EXERCISE GOAL:
Some lines in the records below may hold the word "ValidationError"; give the number of those lines and nothing else.

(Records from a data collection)
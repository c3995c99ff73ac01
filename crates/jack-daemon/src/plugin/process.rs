// Copyright (C) 2025 Joseph Sacchini
//
// This program is free software: you can redistribute it and/or modify it under
// the terms of the GNU Affero General Public License as published by the Free
// Software Foundation, version 3.
//
// This program is distributed in the hope that it will be useful, but WITHOUT
// ANY WARRANTY; without even the implied warranty of MERCHANTABILITY or FITNESS
// FOR A PARTICULAR PURPOSE. See the GNU Affero General Public License for more
// details.
//
// You should have received a copy of the GNU Affero General Public License
// along with this program. If not, see <https://www.gnu.org/licenses/>.

//! Process lifecycle for one plugin: spawn the
//! executable, tie its life to the parent, and negotiate the RPC handshake.

use std::path::Path;
use std::process::Stdio;

use jack_types::{PluginMetadata, RpcRequest, plugin::RPC_PROTOCOL_VERSION};
use thiserror::Error;
use tokio::process::{Child, Command};
use tokio::time::Duration;
use tracing::{info, warn};

use super::rpc::{RpcClient, RpcError};

#[derive(Debug, Error)]
pub enum ProcessError {
    #[error("failed to spawn plugin: {0}")]
    Spawn(std::io::Error),

    #[error("plugin stdio was not piped")]
    MissingStdio,

    #[error("handshake failed: {0}")]
    Handshake(#[from] RpcError),

    #[error("handshake protocol mismatch: plugin offered {0}")]
    ProtocolMismatch(u32),
}

const METADATA_DEADLINE: Duration = Duration::from_secs(10);
const HANDSHAKE_DEADLINE: Duration = Duration::from_secs(5);

/// A spawned plugin child process plus its negotiated RPC client. Dropping
/// this drops the `Child` handle; combined with `kill_on_drop(true)` (and,
/// on Linux, `PR_SET_PDEATHSIG`), the child terminates even if the daemon
/// exits uncleanly.
pub struct PluginProcess {
    pub pid: Option<u32>,
    pub client: RpcClient,
    child: Child,
}

impl PluginProcess {
    /// Spawn `path`, perform the handshake, and issue the mandatory
    /// `Metadata()` call, returning both the process and its metadata.
    pub async fn spawn(path: &Path) -> Result<(Self, PluginMetadata), ProcessError> {
        let mut command = Command::new(path);
        command
            .stdin(Stdio::piped())
            .stdout(Stdio::piped())
            .stderr(Stdio::inherit())
            .kill_on_drop(true);

        #[cfg(target_os = "linux")]
        tie_lifetime_to_parent(&mut command);

        let mut child = command.spawn().map_err(ProcessError::Spawn)?;
        let pid = child.id();

        let stdin = child.stdin.take().ok_or(ProcessError::MissingStdio)?;
        let stdout = child.stdout.take().ok_or(ProcessError::MissingStdio)?;
        let client = RpcClient::spawn(stdout, stdin);

        let mut process = Self { pid, client, child };
        process.handshake().await?;
        let metadata = process.metadata().await?;
        Ok((process, metadata))
    }

    async fn handshake(&mut self) -> Result<(), ProcessError> {
        let result = self
            .client
            .call(
                RpcRequest::Handshake {
                    protocol_version: RPC_PROTOCOL_VERSION,
                },
                HANDSHAKE_DEADLINE,
            )
            .await?;

        let offered = result
            .get("protocol_version")
            .and_then(|v| v.as_u64())
            .unwrap_or(0) as u32;
        if offered != RPC_PROTOCOL_VERSION {
            return Err(ProcessError::ProtocolMismatch(offered));
        }
        Ok(())
    }

    async fn metadata(&self) -> Result<PluginMetadata, ProcessError> {
        let raw = self
            .client
            .call(RpcRequest::Metadata, METADATA_DEADLINE)
            .await?;
        serde_json::from_value(raw)
            .map_err(|e| ProcessError::Handshake(RpcError::Remote(e.to_string())))
    }

    /// Wait for the child to exit, after its RPC channel has been closed by
    /// [`super::registry::Registry::unload`].
    pub async fn wait(&mut self) -> std::io::Result<std::process::ExitStatus> {
        self.child.wait().await
    }

    pub async fn kill(&mut self) {
        if let Err(e) = self.child.kill().await {
            warn!(error = %e, "failed to kill plugin process");
        }
    }
}

#[cfg(target_os = "linux")]
fn tie_lifetime_to_parent(command: &mut Command) {
    use nix::sys::signal::Signal;

    // SAFETY: `set_pdeathsig` only touches this process's own prctl state
    // between fork and exec; it calls no allocator and is async-signal-safe.
    unsafe {
        command.pre_exec(|| {
            nix::sys::prctl::set_pdeathsig(Some(Signal::SIGTERM))
                .map_err(|e| std::io::Error::from_raw_os_error(e as i32))
        });
    }
    info!("registered PR_SET_PDEATHSIG for spawned plugin");
}
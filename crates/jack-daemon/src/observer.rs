// Copyright (C) 2025 Joseph Sacchini
//
// This program is free software: you can redistribute it and/or modify it under
// the terms of the GNU Affero General Public License as published by the Free
// Software Foundation, version 3.
//
// This program is distributed in the hope that it will be useful, but WITHOUT
// ANY WARRANTY; without even the implied warranty of MERCHANTABILITY or FITNESS
// FOR A PARTICULAR PURPOSE. See the GNU Affero General Public License for more
// details.
//
// You should have received a copy of the GNU Affero General Public License
// along with this program. If not, see <https://www.gnu.org/licenses/>.

//! The observer: watches kernel link/address/route events,
//! debounces bursts per interface, and compares the settled state against
//! the applied snapshot, optionally triggering a rate-limited reconcile.
//!
//! Debounce and rate-limiting are both implemented with `tokio::time`
//! deadlines raced inside one `select!`, never a fixed-interval poll.

use std::collections::BTreeMap;
use std::future::Future;
use std::sync::Arc;

use jack_types::checkpoint::InterfaceSnapshot;
use jack_types::{Interface, ObserverConfig, Protocol};
use tokio::time::{Duration, Instant};
use tokio_util::sync::CancellationToken;
use tracing::{debug, info, warn};

use crate::ipc::AppState;
use crate::netlink::Platform;

/// Debounce window: how long to wait, after the most recent event for an
/// interface, before re-checking its settled state. Also doubles as the
/// self-suppression window following an `apply` — both concerns are
/// about "was this event caused by our own write", so one constant serves
/// both without drifting apart. 500ms sits comfortably in the tens-to-
/// hundreds-of-milliseconds range kernel netlink bursts settle within.
const DEBOUNCE_WINDOW: Duration = Duration::from_millis(500);

/// A source of "this interface changed" notifications. Abstracted so the
/// debounce/drift/rate-limit logic can be exercised without a kernel.
pub trait EventSource: Send {
    fn next_changed_interface(&mut self) -> impl Future<Output = Option<String>> + Send;
}

pub struct Observer<P: Platform, E: EventSource> {
    state: Arc<AppState<P>>,
    source: E,
    last_reconcile: Option<Instant>,
}

impl<P: Platform, E: EventSource> Observer<P, E> {
    pub fn new(state: Arc<AppState<P>>, source: E) -> Self {
        Self {
            state,
            source,
            last_reconcile: None,
        }
    }

    /// Run until `shutdown` is cancelled or the event source closes.
    pub async fn run(mut self, shutdown: CancellationToken) {
        let mut pending: BTreeMap<String, Instant> = BTreeMap::new();

        loop {
            let next_deadline = pending.values().min().copied();

            tokio::select! {
                _ = shutdown.cancelled() => {
                    info!("observer shutting down");
                    break;
                }
                changed = self.source.next_changed_interface() => {
                    match changed {
                        Some(name) => {
                            pending.insert(name, Instant::now() + DEBOUNCE_WINDOW);
                        }
                        None => {
                            warn!("observer event source closed");
                            break;
                        }
                    }
                }
                _ = tokio::time::sleep_until(next_deadline.unwrap_or_else(Instant::now)), if next_deadline.is_some() => {
                    let now = Instant::now();
                    let settled: Vec<String> = pending
                        .iter()
                        .filter(|(_, deadline)| **deadline <= now)
                        .map(|(name, _)| name.clone())
                        .collect();
                    for name in settled {
                        pending.remove(&name);
                        self.process_interface(&name).await;
                    }
                }
            }
        }
    }

    async fn process_interface(&mut self, name: &str) {
        if let Some(last_apply) = self.state.pipeline.last_apply_instant()
            && last_apply.elapsed() < DEBOUNCE_WINDOW
        {
            debug!(interface = name, "event inside self-suppression window, ignoring");
            return;
        }

        let snapshot = match self.state.reconciler.capture_snapshot().await {
            Ok(snapshot) => snapshot,
            Err(e) => {
                warn!(interface = name, error = %e, "observer failed to capture kernel snapshot");
                return;
            }
        };
        let observed = snapshot.interfaces.iter().find(|i| i.name == name);

        let applied_value = self.state.store.get_last_applied("interfaces").await;
        let applied: BTreeMap<String, Interface> =
            serde_json::from_value(applied_value).unwrap_or_default();
        let Some(expected) = applied.get(name) else {
            // Not an interface the core apply pipeline owns; ignore.
            return;
        };

        let Some(diagnostic) = detect_drift(expected, observed) else {
            return;
        };
        warn!(interface = name, diagnostic = %diagnostic, "configuration drift detected");

        let observer_config = self.observer_config().await;
        if !observer_config.auto_reconcile {
            return;
        }

        let interval = Duration::from_millis(observer_config.reconcile_interval_ms);
        if let Some(last) = self.last_reconcile
            && last.elapsed() < interval
        {
            info!(interface = name, "reconciliation rate limited");
            return;
        }

        self.last_reconcile = Some(Instant::now());
        match self
            .state
            .pipeline
            .apply(&self.state.store, &self.state.reconciler, &self.state.plugins)
            .await
        {
            Ok(outcome) => info!(message = %outcome.message(), "observer-triggered reconcile completed"),
            Err(e) => warn!(error = %e, "observer-triggered reconcile failed"),
        }
    }

    async fn observer_config(&self) -> ObserverConfig {
        let value = self.state.store.committed_type("observer").await;
        serde_json::from_value(value).unwrap_or_default()
    }
}

/// Compare `expected` (the last-applied core config for this interface)
/// against `observed` (the live kernel snapshot), producing the specific
/// sub-diagnostic describing how they disagree.
fn detect_drift(expected: &Interface, observed: Option<&InterfaceSnapshot>) -> Option<String> {
    let Some(observed) = observed else {
        return Some("deleted externally".to_string());
    };

    if expected.enabled != observed.up {
        return Some(if expected.enabled {
            "is down but should be up".to_string()
        } else {
            "is up but should be down".to_string()
        });
    }

    if let Some(expected_mtu) = expected.mtu
        && let Some(observed_mtu) = observed.mtu
        && observed_mtu != expected_mtu
    {
        return Some(format!("MTU mismatch: expected {expected_mtu}, observed {observed_mtu}"));
    }

    if expected.protocol == Protocol::Static
        && !expected.ipaddr.is_empty()
        && !observed.addresses.iter().any(|a| a.starts_with(&expected.ipaddr))
    {
        return Some(format!("unexpected IP: expected {}", expected.ipaddr));
    }

    None
}

#[cfg(target_os = "linux")]
pub mod linux {
    //! Live event source built on `rtnetlink`'s multicast groups:
    //! `RTMGRP_LINK`, `RTMGRP_IPV4_IFADDR`, `RTMGRP_IPV6_IFADDR`,
    //! `RTMGRP_IPV4_ROUTE`, `RTMGRP_IPV6_ROUTE`.

    use futures::StreamExt;
    use rtnetlink::packet_route::link::LinkAttribute;
    use rtnetlink::packet_route::RouteNetlinkMessage;
    use rtnetlink::sys::{AsyncSocket, SocketAddr};

    use super::EventSource;

    const RTMGRP_LINK: u32 = 1;
    const RTMGRP_IPV4_IFADDR: u32 = 0x10;
    const RTMGRP_IPV6_IFADDR: u32 = 0x100;
    const RTMGRP_IPV4_ROUTE: u32 = 0x40;
    const RTMGRP_IPV6_ROUTE: u32 = 0x400;

    pub struct NetlinkEventSource {
        messages: tokio::sync::mpsc::UnboundedReceiver<(
            rtnetlink::packet_core::NetlinkMessage<RouteNetlinkMessage>,
            SocketAddr,
        )>,
    }

    impl NetlinkEventSource {
        pub fn new() -> std::io::Result<Self> {
            let (mut conn, _handle, messages) =
                rtnetlink::new_connection_with_socket::<rtnetlink::sys::TokioSocket>()?;
            let groups = RTMGRP_LINK | RTMGRP_IPV4_IFADDR | RTMGRP_IPV6_IFADDR | RTMGRP_IPV4_ROUTE | RTMGRP_IPV6_ROUTE;
            conn.socket_mut().socket_mut().add_membership(groups)?;
            tokio::spawn(conn);
            Ok(Self { messages })
        }
    }

    impl EventSource for NetlinkEventSource {
        async fn next_changed_interface(&mut self) -> Option<String> {
            loop {
                let (message, _addr) = self.messages.next().await?;
                if let Some(name) = interface_name_of(&message) {
                    return Some(name);
                }
            }
        }
    }

    fn interface_name_of(message: &rtnetlink::packet_core::NetlinkMessage<RouteNetlinkMessage>) -> Option<String> {
        match &message.payload {
            rtnetlink::packet_core::NetlinkPayload::InnerMessage(RouteNetlinkMessage::NewLink(msg))
            | rtnetlink::packet_core::NetlinkPayload::InnerMessage(RouteNetlinkMessage::DelLink(msg)) => msg
                .attributes
                .iter()
                .find_map(|a| match a {
                    LinkAttribute::IfName(name) => Some(name.clone()),
                    _ => None,
                }),
            _ => None,
        }
    }
}

#[cfg(test)]
mod tests {
    use super::*;
    use crate::netlink::mock::MockPlatform;
    use crate::netlink::Reconciler;
    use crate::persist::Paths;
    use crate::pipeline::Pipeline;
    use crate::plugin::PluginRuntime;
    use crate::store::StateStore;
    use jack_types::InterfaceType;
    use std::path::PathBuf;
    use std::sync::Mutex as StdMutex;

    fn physical(enabled: bool, mtu: Option<u32>) -> Interface {
        Interface {
            kind: InterfaceType::Physical,
            device: "eth0".into(),
            device_name: None,
            protocol: Protocol::Static,
            enabled,
            ipaddr: "10.0.0.1".into(),
            netmask: "255.255.255.0".into(),
            gateway: String::new(),
            mtu,
            mac: None,
            bridge_ports: vec![],
            vlan_id: None,
            wg_private_key: None,
            wg_listen_port: None,
            wg_peers: vec![],
            ipv6: None,
            comment: None,
        }
    }

    fn snapshot(up: bool, mtu: Option<u32>, addresses: Vec<&str>) -> InterfaceSnapshot {
        InterfaceSnapshot {
            name: "eth0".into(),
            existed: true,
            kind: None,
            mtu,
            up,
            addresses: addresses.into_iter().map(String::from).collect(),
        }
    }

    #[test]
    fn matching_state_has_no_drift() {
        let expected = physical(true, Some(1500));
        let observed = snapshot(true, Some(1500), vec!["10.0.0.1"]);
        assert!(detect_drift(&expected, Some(&observed)).is_none());
    }

    #[test]
    fn deleted_interface_is_reported() {
        let expected = physical(true, None);
        assert_eq!(detect_drift(&expected, None), Some("deleted externally".to_string()));
    }

    #[test]
    fn down_when_should_be_up_is_reported() {
        let expected = physical(true, None);
        let observed = snapshot(false, None, vec!["10.0.0.1"]);
        assert_eq!(detect_drift(&expected, Some(&observed)), Some("is down but should be up".to_string()));
    }

    #[test]
    fn mtu_mismatch_is_reported() {
        let expected = physical(true, Some(1500));
        let observed = snapshot(true, Some(9000), vec!["10.0.0.1"]);
        assert!(detect_drift(&expected, Some(&observed)).unwrap().starts_with("MTU mismatch"));
    }

    #[test]
    fn unexpected_ip_is_reported() {
        let expected = physical(true, None);
        let observed = snapshot(true, None, vec!["10.0.0.2"]);
        assert!(detect_drift(&expected, Some(&observed)).unwrap().starts_with("unexpected IP"));
    }

    struct ScriptedSource {
        events: StdMutex<std::collections::VecDeque<Option<String>>>,
    }

    impl EventSource for ScriptedSource {
        async fn next_changed_interface(&mut self) -> Option<String> {
            self.events.lock().unwrap().pop_front().flatten()
        }
    }

    fn test_state() -> Arc<AppState<MockPlatform>> {
        Arc::new(AppState {
            store: StateStore::new(),
            pipeline: Pipeline::new(),
            plugins: PluginRuntime::new(PathBuf::from("/nonexistent")),
            reconciler: Reconciler::new(MockPlatform::with_links(&["eth0"])),
            paths: Paths {
                config_dir: PathBuf::from("/tmp/jack-observer-test"),
                socket_path: PathBuf::from("/tmp/jack-observer-test/jack.sock"),
            },
        })
    }

    #[tokio::test]
    async fn drift_outside_suppression_window_is_logged_without_panicking() {
        let state = test_state();
        state
            .store
            .set_last_applied("interfaces", serde_json::to_value(
                [("eth0".to_string(), physical(true, Some(1500)))].into_iter().collect::<BTreeMap<_, _>>()
            ).unwrap())
            .await;

        let source = ScriptedSource {
            events: StdMutex::new(std::collections::VecDeque::new()),
        };
        let mut observer = Observer::new(state, source);
        observer.process_interface("eth0").await;
    }
}
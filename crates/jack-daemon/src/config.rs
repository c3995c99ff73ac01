// Copyright (C) 2025 Joseph Sacchini
//
// This program is free software: you can redistribute it and/or modify it under
// the terms of the GNU Affero General Public License as published by the Free
// Software Foundation, version 3.
//
// This program is distributed in the hope that it will be useful, but WITHOUT
// ANY WARRANTY; without even the implied warranty of MERCHANTABILITY or FITNESS
// FOR A PARTICULAR PURPOSE. See the GNU Affero General Public License for more
// details.
//
// You should have received a copy of the GNU Affero General Public License
// along with this program. If not, see <https://www.gnu.org/licenses/>.

//! Loading `jack.json` into a [`JackConfig`], and the glue between the
//! on-disk, per-file layout and the state store's single committed document.
//! The store itself knows nothing about files; this
//! module is the only place that maps config-type keys to paths.

use std::collections::BTreeMap;

use jack_types::JackConfig;
use serde_json::Value;
use tracing::warn;

use crate::error::JackError;
use crate::persist::{self, Paths};

/// Config types folded into `jack.json` rather than their own file.
const JACK_JSON_KEYS: &[&str] = &["observer", "logging"];

/// Translates between a plugin's *namespace* (the committed document's key
/// for its config, per the state store) and its *plugin name* (the
/// filename-derived key used for `<plugin-name>.json` and `jack.json`'s
/// `plugins` map). Built from the set of currently loaded plugins, since
/// the namespace is only known once a plugin's `Metadata()` reply has been
/// read.
#[derive(Debug, Clone, Default)]
pub struct PluginNameMap {
    name_by_namespace: BTreeMap<String, String>,
    namespace_by_name: BTreeMap<String, String>,
}

impl PluginNameMap {
    pub fn from_pairs(pairs: impl IntoIterator<Item = (String, String)>) -> Self {
        let mut name_by_namespace = BTreeMap::new();
        let mut namespace_by_name = BTreeMap::new();
        for (namespace, name) in pairs {
            namespace_by_name.insert(name.clone(), namespace.clone());
            name_by_namespace.insert(namespace, name);
        }
        Self {
            name_by_namespace,
            namespace_by_name,
        }
    }

    fn name_for_namespace(&self, namespace: &str) -> Option<&str> {
        self.name_by_namespace.get(namespace).map(String::as_str)
    }

    fn namespace_for_name(&self, name: &str) -> Option<&str> {
        self.namespace_by_name.get(name).map(String::as_str)
    }
}

pub async fn load_jack_config(paths: &Paths) -> Result<JackConfig, JackError> {
    match persist::load_json(&paths.jack_json()).await? {
        Some(value) => serde_json::from_value(value).map_err(|e| JackError::Persistence {
            path: paths.jack_json().display().to_string(),
            reason: e.to_string(),
        }),
        None => Ok(JackConfig::default()),
    }
}

pub async fn save_jack_config(paths: &Paths, config: &JackConfig) -> Result<(), JackError> {
    let value = serde_json::to_value(config).expect("JackConfig always serializes");
    persist::save_json(&paths.jack_json(), &value).await
}

/// Assemble the single committed document the state store expects at
/// startup: interfaces and routes from their own files, observer and
/// logging from `jack.json`, and one key per enabled plugin *namespace*
/// (translated via `plugin_names`) from its `<plugin-name>.json`. An
/// enabled plugin absent from `plugin_names` (not currently loaded) has no
/// known namespace and is skipped with a warning rather than guessed at.
pub async fn load_committed_document(
    paths: &Paths,
    jack_config: &JackConfig,
    plugin_names: &PluginNameMap,
) -> Result<Value, JackError> {
    let mut document = serde_json::Map::new();

    if let Some(value) = persist::load_json(&paths.interfaces_json()).await? {
        document.insert("interfaces".to_string(), value);
    }
    if let Some(value) = persist::load_json(&paths.routes_json()).await? {
        document.insert("routes".to_string(), value);
    }
    if let Some(observer) = &jack_config.observer {
        document.insert("observer".to_string(), serde_json::to_value(observer).expect("serializes"));
    }
    if let Some(logging) = &jack_config.logging {
        document.insert("logging".to_string(), serde_json::to_value(logging).expect("serializes"));
    }

    for (name, entry) in &jack_config.plugins {
        if !entry.enabled {
            continue;
        }
        let Some(namespace) = plugin_names.namespace_for_name(name) else {
            warn!(plugin = %name, "enabled plugin is not loaded, skipping its committed config");
            continue;
        };
        match persist::load_json(&paths.plugin_config(name)).await? {
            Some(value) => {
                document.insert(namespace.to_string(), value);
            }
            None => warn!(plugin = %name, "enabled plugin has no persisted config file yet"),
        }
    }

    Ok(Value::Object(document))
}

/// The `persist_fn` passed to [`crate::store::StateStore::commit`]: split the
/// newly-committed document back across `interfaces.json`, `routes.json`,
/// `jack.json`, and one `<plugin-name>.json` per plugin namespace field,
/// translating the document's namespace keys back to filenames via
/// `plugin_names`. A namespace with no known plugin name (not currently
/// loaded) falls back to using the namespace itself as the filename.
pub async fn persist_commit(paths: &Paths, document: Value, plugin_names: &PluginNameMap) -> Result<(), JackError> {
    let fields = document.as_object().cloned().unwrap_or_default();

    if let Some(value) = fields.get("interfaces") {
        persist::save_json(&paths.interfaces_json(), value).await?;
    }
    if let Some(value) = fields.get("routes") {
        persist::save_json(&paths.routes_json(), value).await?;
    }

    let mut jack_config = load_jack_config(paths).await?;
    if let Some(value) = fields.get("observer") {
        jack_config.observer = serde_json::from_value(value.clone()).ok();
    }
    if let Some(value) = fields.get("logging") {
        jack_config.logging = serde_json::from_value(value.clone()).ok();
    }
    save_jack_config(paths, &jack_config).await?;

    for (key, value) in &fields {
        if JACK_JSON_KEYS.contains(&key.as_str()) || key == "interfaces" || key == "routes" {
            continue;
        }
        let name = plugin_names.name_for_namespace(key).unwrap_or(key.as_str());
        persist::save_json(&paths.plugin_config(name), value).await?;
    }

    Ok(())
}

#[cfg(test)]
mod tests {
    use super::*;
    use serde_json::json;

    fn paths(dir: &std::path::Path) -> Paths {
        Paths {
            config_dir: dir.to_path_buf(),
            socket_path: dir.join("jack.sock"),
        }
    }

    #[tokio::test]
    async fn missing_jack_json_yields_default_config() {
        let dir = tempfile::tempdir().unwrap();
        let config = load_jack_config(&paths(dir.path())).await.unwrap();
        assert_eq!(config, JackConfig::default());
    }

    #[tokio::test]
    async fn persist_commit_then_load_committed_document_round_trips() {
        let dir = tempfile::tempdir().unwrap();
        let paths = paths(dir.path());
        let plugin_names = PluginNameMap::default();

        let document = json!({
            "interfaces": {"eth0": {"type": "physical", "device": "eth0"}},
            "routes": {},
            "observer": {"enabled": true, "auto_reconcile": false, "reconcile_interval_ms": 60000},
        });
        persist_commit(&paths, document.clone(), &plugin_names).await.unwrap();

        let jack_config = load_jack_config(&paths).await.unwrap();
        assert!(jack_config.observer.as_ref().unwrap().enabled);

        let reloaded = load_committed_document(&paths, &jack_config, &plugin_names).await.unwrap();
        assert_eq!(reloaded["interfaces"], document["interfaces"]);
        assert_eq!(reloaded["observer"]["enabled"], json!(true));
    }

    #[tokio::test]
    async fn plugin_namespace_fields_land_in_their_own_file() {
        let dir = tempfile::tempdir().unwrap();
        let paths = paths(dir.path());
        let plugin_names = PluginNameMap::default();

        let document = json!({"firewall": {"enabled": true}});
        persist_commit(&paths, document, &plugin_names).await.unwrap();

        let loaded = persist::load_json(&paths.plugin_config("firewall")).await.unwrap();
        assert_eq!(loaded, Some(json!({"enabled": true})));
    }

    /// `plugin_namespace_fields_land_in_their_own_file` uses a namespace that
    /// happens to equal its plugin name, which would hide a mixed-up
    /// translation. Here the metadata namespace (`firewall`) and the
    /// filename-derived plugin name (`iptables-firewall`) differ, the way
    /// they would for a plugin binary named `jack-plugin-iptables-firewall`
    /// whose `Metadata()` reply declares `namespace: "firewall"`.
    #[tokio::test]
    async fn persist_commit_translates_namespace_to_plugin_name_on_disk() {
        let dir = tempfile::tempdir().unwrap();
        let paths = paths(dir.path());
        let plugin_names = PluginNameMap::from_pairs([("firewall".to_string(), "iptables-firewall".to_string())]);

        let document = json!({"firewall": {"enabled": true}});
        persist_commit(&paths, document, &plugin_names).await.unwrap();

        let by_name = persist::load_json(&paths.plugin_config("iptables-firewall")).await.unwrap();
        assert_eq!(by_name, Some(json!({"enabled": true})));
        let by_namespace = persist::load_json(&paths.plugin_config("firewall")).await.unwrap();
        assert_eq!(by_namespace, None);
    }

    #[tokio::test]
    async fn load_committed_document_keys_plugin_config_by_namespace() {
        let dir = tempfile::tempdir().unwrap();
        let paths = paths(dir.path());
        let plugin_names = PluginNameMap::from_pairs([("firewall".to_string(), "iptables-firewall".to_string())]);

        persist::save_json(&paths.plugin_config("iptables-firewall"), &json!({"enabled": true}))
            .await
            .unwrap();

        let mut jack_config = JackConfig::default();
        jack_config.plugins.insert(
            "iptables-firewall".to_string(),
            jack_types::PluginEntry {
                version: "1".to_string(),
                enabled: true,
            },
        );

        let document = load_committed_document(&paths, &jack_config, &plugin_names).await.unwrap();
        assert_eq!(document["firewall"], json!({"enabled": true}));
        assert!(document.get("iptables-firewall").is_none());
    }

    #[tokio::test]
    async fn load_committed_document_skips_enabled_plugin_with_unknown_namespace() {
        let dir = tempfile::tempdir().unwrap();
        let paths = paths(dir.path());
        let plugin_names = PluginNameMap::default();

        persist::save_json(&paths.plugin_config("iptables-firewall"), &json!({"enabled": true}))
            .await
            .unwrap();

        let mut jack_config = JackConfig::default();
        jack_config.plugins.insert(
            "iptables-firewall".to_string(),
            jack_types::PluginEntry {
                version: "1".to_string(),
                enabled: true,
            },
        );

        let document = load_committed_document(&paths, &jack_config, &plugin_names).await.unwrap();
        assert!(document.as_object().unwrap().is_empty());
    }
}
use thiserror::Error;

#[derive(Debug, Error, PartialEq, Eq, Clone)]
pub enum ValidationError {
    #[error("{field}: {reason}")]
    Field { field: String, reason: String },

    #[error("unknown interface type {0:?}")]
    UnknownType(String),

    #[error("value must be a JSON object")]
    NotAnObject,
}

impl ValidationError {
    pub fn field(field: impl Into<String>, reason: impl Into<String>) -> Self {
        Self::Field {
            field: field.into(),
            reason: reason.into(),
        }
    }
}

ANSWER SECTION:
2